De Beers Total Revenue in H1 in Line With Year-Earlier Figure
July 28, 18(IDEX Online) – De Beers' total revenue in the first half of 2018 of $3.2 billion was in line with the corresponding period last year ($3.1 billion), while rough diamond sales were maintained at $2.9 billion, said the miner's parent company Anglo American.
The average realized rough diamond price increased by 4% to $162/carat (H1 2017: $156/carat) due to a 1.6% increase in the average rough price index and an improvement in the sales mix, driven by the substantial volumes of lower value goods sold in H1 2017, following the Indian demonetization program in late 2016. Excluding this impact, the average value of the production mix was lower in H1 2018 as a higher proportion of lower value carats was delivered from Orapa (Botswana) and Gahcho Kué (Canada). Consolidated sales volumes of 17.8 million carats were 3% lower (H1 2017: 18.4 million carats).
Other revenue includes Element Six, where revenue was in line with the corresponding period last year, and De Beers Jewellers, the results of which have been consolidated following the acquisition in March 2017 of LVMH’s 50% holding.
Markets
Preliminary data indicates a slight improvement in global consumer demand for diamond jewelry, in US dollar terms, compared with the first six months of 2017. This was driven by growth in the US and China, and was further amplified by positive exchange rate movements in China and Japan against the dollar. The Indian market was softer in dollar terms, with prevailing consumer caution, resulting from both macro-economic factors and regulatory changes affecting the jewelry sector.
Midstream sentiment was positive on the back of strong demand from the US and China in Q4 2017, and conditions overall remain favorable, with midstream inventory within normal levels and a slight strengthening of polished diamond prices since the start of the year.
Mining and manufacturing
Rough diamond production increased by 8% to 17.5 million carats (H1 2017: 16.1 million carats), including the contribution from the ramp-up of Gahcho Kué in Canada and in line with the expected continuation of strong demand.
In Botswana (Debswana), production increased by 9% to 12.1 million carats (H1 2017: 11.1 million carats) in response to stronger market conditions. Production at Jwaneng was 2% higher owing to a 10% increase in plant throughput. At Orapa, a 16% rise in output was driven by the continued ramp-up of Plant 1, the successful restart of the Damtshaa operation and commissioning of the Letlhakane tailings plant. In June 2017, Jwaneng processed its first ore from Cut-8, which is now the mine’s main source of ore.
In Namibia (Namdeb Holdings), production increased by 21% to 1.0 million carats (H1 2017: 0.9 million carats). Production from the marine operation was 2% higher following improved availability of the Mafuta crawler vessel and technology-led optimisation of the drill fleet. In addition production at the land operations increased by 99% to 0.3 million carats (H1 2017: 0.2 million carats), driven by access to consistently higher grades.

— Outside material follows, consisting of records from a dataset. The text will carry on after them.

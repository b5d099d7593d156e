use serde::{Deserialize, Serialize};
use serde_json::{Map, Value};

use super::fields::{CourseField, SettingField};

/// Flat field-name → value map, the shape of edits and payloads.
pub type FieldMap = Map<String, Value>;

pub type CourseId = i64;
pub type SettingId = i64;

/// Primary course record as last fetched from the backend.
///
/// Only `id` is structural; every editable attribute lives in `fields` so a
/// shallow merge never has to know the server's full schema.
#[derive(Debug, Clone, Default, PartialEq, Serialize, Deserialize)]
pub struct Course {
    pub id: CourseId,
    #[serde(flatten)]
    pub fields: FieldMap,
}

impl Course {
    pub fn new(id: CourseId) -> Self {
        Self { id, fields: FieldMap::new() }
    }

    pub fn get(&self, field: CourseField) -> Option<&Value> {
        self.fields.get(field.name())
    }

    pub fn title(&self) -> Option<&str> {
        self.get(CourseField::Title).and_then(Value::as_str)
    }

    pub fn course_name(&self) -> Option<&str> {
        self.get(CourseField::CourseName).and_then(Value::as_str)
    }
}

/// 1:1 extension of a course. Its existence is the presence of a loaded `id`.
#[derive(Debug, Clone, Default, PartialEq, Serialize, Deserialize)]
pub struct CourseSetting {
    pub id: SettingId,
    #[serde(default)]
    pub course_id: CourseId,
    #[serde(flatten)]
    pub fields: FieldMap,
}

impl CourseSetting {
    pub fn get(&self, field: SettingField) -> Option<&Value> {
        self.fields.get(field.name())
    }
}

/// Lifecycle of the extension record for one editor session.
///
/// `Creating` and `Updating` mark a write in flight; a second write cannot
/// begin until the first one finishes or aborts.
#[derive(Debug, Clone, Default, PartialEq)]
pub enum SettingState {
    #[default]
    Unloaded,
    Creating,
    Loaded(CourseSetting),
    Updating(CourseSetting),
}

/// Which extension call a save needs.
#[derive(Debug, Clone, Copy, PartialEq, Eq)]
pub enum SettingWrite {
    Create,
    Update(SettingId),
}

impl SettingState {
    pub fn from_lookup(setting: Option<CourseSetting>) -> Self {
        match setting {
            Some(s) => SettingState::Loaded(s),
            None => SettingState::Unloaded,
        }
    }

    /// The server-authoritative record, if one exists.
    pub fn record(&self) -> Option<&CourseSetting> {
        match self {
            SettingState::Loaded(s) | SettingState::Updating(s) => Some(s),
            SettingState::Unloaded | SettingState::Creating => None,
        }
    }

    pub fn is_in_flight(&self) -> bool {
        matches!(self, SettingState::Creating | SettingState::Updating(_))
    }

    pub fn begin_write(&mut self) -> Option<SettingWrite> {
        match std::mem::take(self) {
            SettingState::Unloaded => {
                *self = SettingState::Creating;
                Some(SettingWrite::Create)
            }
            SettingState::Loaded(s) => {
                let id = s.id;
                *self = SettingState::Updating(s);
                Some(SettingWrite::Update(id))
            }
            in_flight => {
                *self = in_flight;
                None
            }
        }
    }

    pub fn finish_create(&mut self, created: CourseSetting) {
        *self = SettingState::Loaded(created);
    }

    pub fn finish_update(&mut self, merged: CourseSetting) {
        *self = SettingState::Loaded(merged);
    }

    pub fn abort_write(&mut self) {
        *self = match std::mem::take(self) {
            SettingState::Creating => SettingState::Unloaded,
            SettingState::Updating(s) => SettingState::Loaded(s),
            other => other,
        };
    }
}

In South Africa (DBCM), production declined by 16% to 2.1 million carats (H1 2017: 2.5 million carats). The reduction was primarily due to a period of suspended production at Venetia following a fatal incident, as well as geotechnical issues at Voorspoed restricting access to the resource. Construction continues on the Venetia Underground Project, which is expected to become the mine’s principal source of production from 2023.
In Canada, production increased by 37% to 2.3 million carats (H1 2017: 1.6 million carats) owing to the ramp-up of Gahcho Kué, which entered commercial production in March 2017, as well as slightly improved grades at the mine. Higher grades were also achieved at Victor, where output increased by 16% to 0.4 million carats. Victor, which has been operating successfully since 2008, is due to close within the next 12 months when the open pit is expected to have been depleted. The closure of Snap Lake, which is currently on extended care and maintenance, is progressing, with flooding having been completed and, thereby minimising holding costs.
Brands
De Beers Jewellers opened new stores at Xi’an in China and at Kowloon in Hong Kong, and launched new franchise partnerships in Russia and Saudi Arabia. In May, De Beers Jewellers launched a new online store in partnership with Farfetch, the global marketplace for the luxury fashion industry, selling its fine diamond jewelry to a new audience, shipping throughout 100 countries and via 10 language sites.
Forevermark™ is now available in more than 2,300 retail outlets and in April launched a new partnership in Indonesia, its 26th market. In May, the brand celebrated its 10th anniversary, and the introduction of its 1,000th door in China, with the launch of a new retail concept, Libert’aime by Forevermark, incorporating an innovative in-store offering with online and social media platforms, specifically focused on targeting millennials.
Outlook
The outlook for 2018 global consumer demand remains positive in most of the main diamond consuming countries, based on world economic prospects, positive consumer sentiment and continued investment in marketing.
For 2018, forecast diamond production (on a 100% basis, except Gahcho Kué on an attributable 51% basis) remains unchanged at 34-36 million carats, subject to trading conditions.